Which may be true -- but it's still Christmas. Did your true love give you seven swans a-swimming today? This is the Seventh Day of Christmas. The Shepherds are back with their flocks, perhaps, but the Three Kings are still following the Star. By now, perhaps, they've stopped off at Herod's palace to ask for directions, but they haven't yet found the place where the Child was.

Come to think of it, this story may provide a good explanation for why men (allegedly) have been reluctant to stop and ask for directions, even prior to the invention of Google Maps: Look at the terrible things that happened when the Wise Men innocently asked for directions to Bethlehem. No responsible person would want to ask for directions after that, right?

The Twelve Days of Christmas will continue into next week. The Wise Men will finally get to deliver their gifts on January 6th, the Feast of Epiphany. And, yet, many of my neighbors, and I'll bet some of yours, too, have already taken down their Christmas decorations. I understand that this year, in particular, many are in a hurry to be done with Christmas. Because after Christmas comes New Year. And with the New Year 2020 will be but a nightmarish memory.

Match.com is running some clever ads that, I think, catch the national mood toward the year now ending -- in them, Satan meets his soulmate, 2020. In the picture above, the happy couple are having a picnic in an empty stadium -- emptied, we automatically realize, on account of COVID-19.

Since last Sunday, Brewster Rockit has been taking a not-so-fond look back at 2020. In a subsequent strip, one of the characters suggests that "its like 2020 was run by a super villian." A lot of people, I think, take that view.

And we certainly hope 2021 will be better.

But the 'Rona won't vanish with the last stroke of midnight tonight. Our ongoing two-week shutdown, now in its 10th month, will continue into an 11th and beyond.

Many people are thinking things will improve dramatically after January 20. "My new favorite palindrome - 12021" was making the rounds on Facebook a week or so ago. Things should be a little less crazy in Washington---I hope---on January 21. At least the early monrning Tweets from the White House will presumably cease.

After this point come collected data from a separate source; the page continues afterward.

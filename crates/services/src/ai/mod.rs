pub mod client;
pub mod extract;
pub mod normalize;
pub mod prompts;

pub use client::{ChatClient, GeneratorConfig, GeneratorError, TextGenerator};
pub use extract::{ExtractionError, extract};
pub use normalize::{
    QuestionDraft, QuizDraft, RoadmapDraft, StepDraft, normalize_quiz, normalize_roadmap,
};
pub use prompts::LearnerProfile;
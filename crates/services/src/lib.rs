#![forbid(unsafe_code)]

pub mod ai;
pub mod app_services;
pub mod error;
pub mod generation_service;
pub mod quiz_service;
pub mod review_service;
pub mod roadmap_service;

pub use studypath_core::Clock;

pub use app_services::AppServices;
pub use error::{
    AppServicesError, QuizServiceError, ReviewServiceError, RoadmapServiceError,
};
pub use generation_service::GenerationService;
pub use quiz_service::{OverallQuizStats, QuizService, QuizStats, TopicQuizStats};
pub use review_service::{
    DEFAULT_REVIEW_LIMIT, OverallReviewStats, ReviewService, ReviewStats, TopicReviewStats,
};
pub use roadmap_service::RoadmapService;
use studypath_core::model::{Roadmap, RoadmapId, UserId};

use super::{
    SqliteRepository,
    mapping::{map_roadmap_row, steps_to_json, tags_to_json},
};
use crate::repository::{RoadmapFilter, RoadmapRepository, StorageError};

#[async_trait::async_trait]
impl RoadmapRepository for SqliteRepository {
    async fn upsert_roadmap(&self, roadmap: &Roadmap) -> Result<(), StorageError> {
        sqlx::query(
            r"
            INSERT INTO roadmaps (
                id, user_id, title, description, topic, level, steps,
                progress, status, estimated_duration, tags, created_at
            )
            VALUES (?1, ?2, ?3, ?4, ?5, ?6, ?7, ?8, ?9, ?10, ?11, ?12)
            ON CONFLICT(id) DO UPDATE SET
                title = excluded.title,
                description = excluded.description,
                steps = excluded.steps,
                progress = excluded.progress,
                status = excluded.status,
                estimated_duration = excluded.estimated_duration,
                tags = excluded.tags
            ",
        )
        .bind(roadmap.id.to_string())
        .bind(roadmap.user_id.as_str())
        .bind(&roadmap.title)
        .bind(&roadmap.description)
        .bind(&roadmap.topic)
        .bind(roadmap.level.as_str())
        .bind(steps_to_json(&roadmap.steps)?)
        .bind(i64::from(roadmap.progress))
        .bind(roadmap.status.as_str())
        .bind(&roadmap.estimated_duration)
        .bind(tags_to_json(&roadmap.tags)?)
        .bind(roadmap.created_at)
        .execute(&self.pool)
        .await
        .map_err(|e| StorageError::Connection(e.to_string()))?;

        Ok(())
    }

    async fn get_roadmap(&self, user_id: &UserId, id: RoadmapId) -> Result<Roadmap, StorageError> {
        let row = sqlx::query(
            r"
            SELECT
                id, user_id, title, description, topic, level, steps,
                progress, status, estimated_duration, tags, created_at
            FROM roadmaps
            WHERE id = ?1 AND user_id = ?2
            ",
        )
        .bind(id.to_string())
        .bind(user_id.as_str())
        .fetch_optional(&self.pool)
        .await
        .map_err(|e| StorageError::Connection(e.to_string()))?;

        match row {
            Some(row) => map_roadmap_row(&row),
            None => Err(StorageError::NotFound),
        }
    }

    async fn list_roadmaps(
        &self,
        user_id: &UserId,
        filter: &RoadmapFilter,
        limit: u32,
    ) -> Result<Vec<Roadmap>, StorageError> {
        // Optional filters collapse to always-true clauses when absent.
        let rows = sqlx::query(
            r"
            SELECT
                id, user_id, title, description, topic, level, steps,
                progress, status, estimated_duration, tags, created_at
            FROM roadmaps
            WHERE user_id = ?1
              AND (?2 IS NULL OR status = ?2)
              AND (?3 IS NULL OR topic LIKE '%' || ?3 || '%')
            ORDER BY created_at DESC
            LIMIT ?4
            ",
        )
        .bind(user_id.as_str())
        .bind(filter.status.map(|status| status.as_str()))
        .bind(filter.topic.as_deref())
        .bind(i64::from(limit))
        .fetch_all(&self.pool)
        .await
        .map_err(|e| StorageError::Connection(e.to_string()))?;

        let mut roadmaps = Vec::with_capacity(rows.len());
        for row in rows {
            roadmaps.push(map_roadmap_row(&row)?);
        }
        Ok(roadmaps)
    }

    async fn delete_roadmap(&self, user_id: &UserId, id: RoadmapId) -> Result<(), StorageError> {
        let result = sqlx::query("DELETE FROM roadmaps WHERE id = ?1 AND user_id = ?2")
            .bind(id.to_string())
            .bind(user_id.as_str())
            .execute(&self.pool)
            .await
            .map_err(|e| StorageError::Connection(e.to_string()))?;

        if result.rows_affected() == 0 {
            return Err(StorageError::NotFound);
        }
        Ok(())
    }
}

But things are going to be rough for a lot of us for a long time to come. I don't know if the Loop will ever come back to anything like what it was: Business owners have seen for themselves that a lot of people can work from home. Why pay rent on offices in downtown skyscrapers? Leases will expire and not be renewed. Offices that must remain will downsize. And what will become of the buildings themselves? These were the golden geese of our property tax system. Their owners won't be making as much money; the buildings will not be generating vital tax revenue. And what about the conventions and trade shows that provided so much tax revenue. All of these associations have learned how to do virtual events now -- will they want to resume actual events, once public health authorities permit? City and County revenues are going to be woeful for the foreseeable future.

When will the courts fully reopen? How? Every sort of business owner is asking questions like this. Local authorities haven't received as much vaccine as was promised -- and have pushed out only a small fraction of what they have received. The pace will quicken. But, even so, it will be months, at best, before most of us will be vaccinated.

And when we are all vaccinated, will there be restaurants to visit? Will any movie theaters survive? Will live theater return? The White Sox should be competitive -- but will people be able to afford tickets?

The economic numbers aren't so bleak because, while so many were suffering, Amazon and Wal-Mart and Zoom and a lot of the tech sector thrived. The very rich got richer. But a lot of jobs aren't coming back. Not in 2021. Probably not ever.

So Happy New Year to all -- but don't get your hopes up that 2021 will be a great improvement over what we're living with now. Not right away. Maybe at some point. Whoopee!

1 comment:

Anonymous said...

The economy is good because monopolies made more money? Yep, late and lame indeed.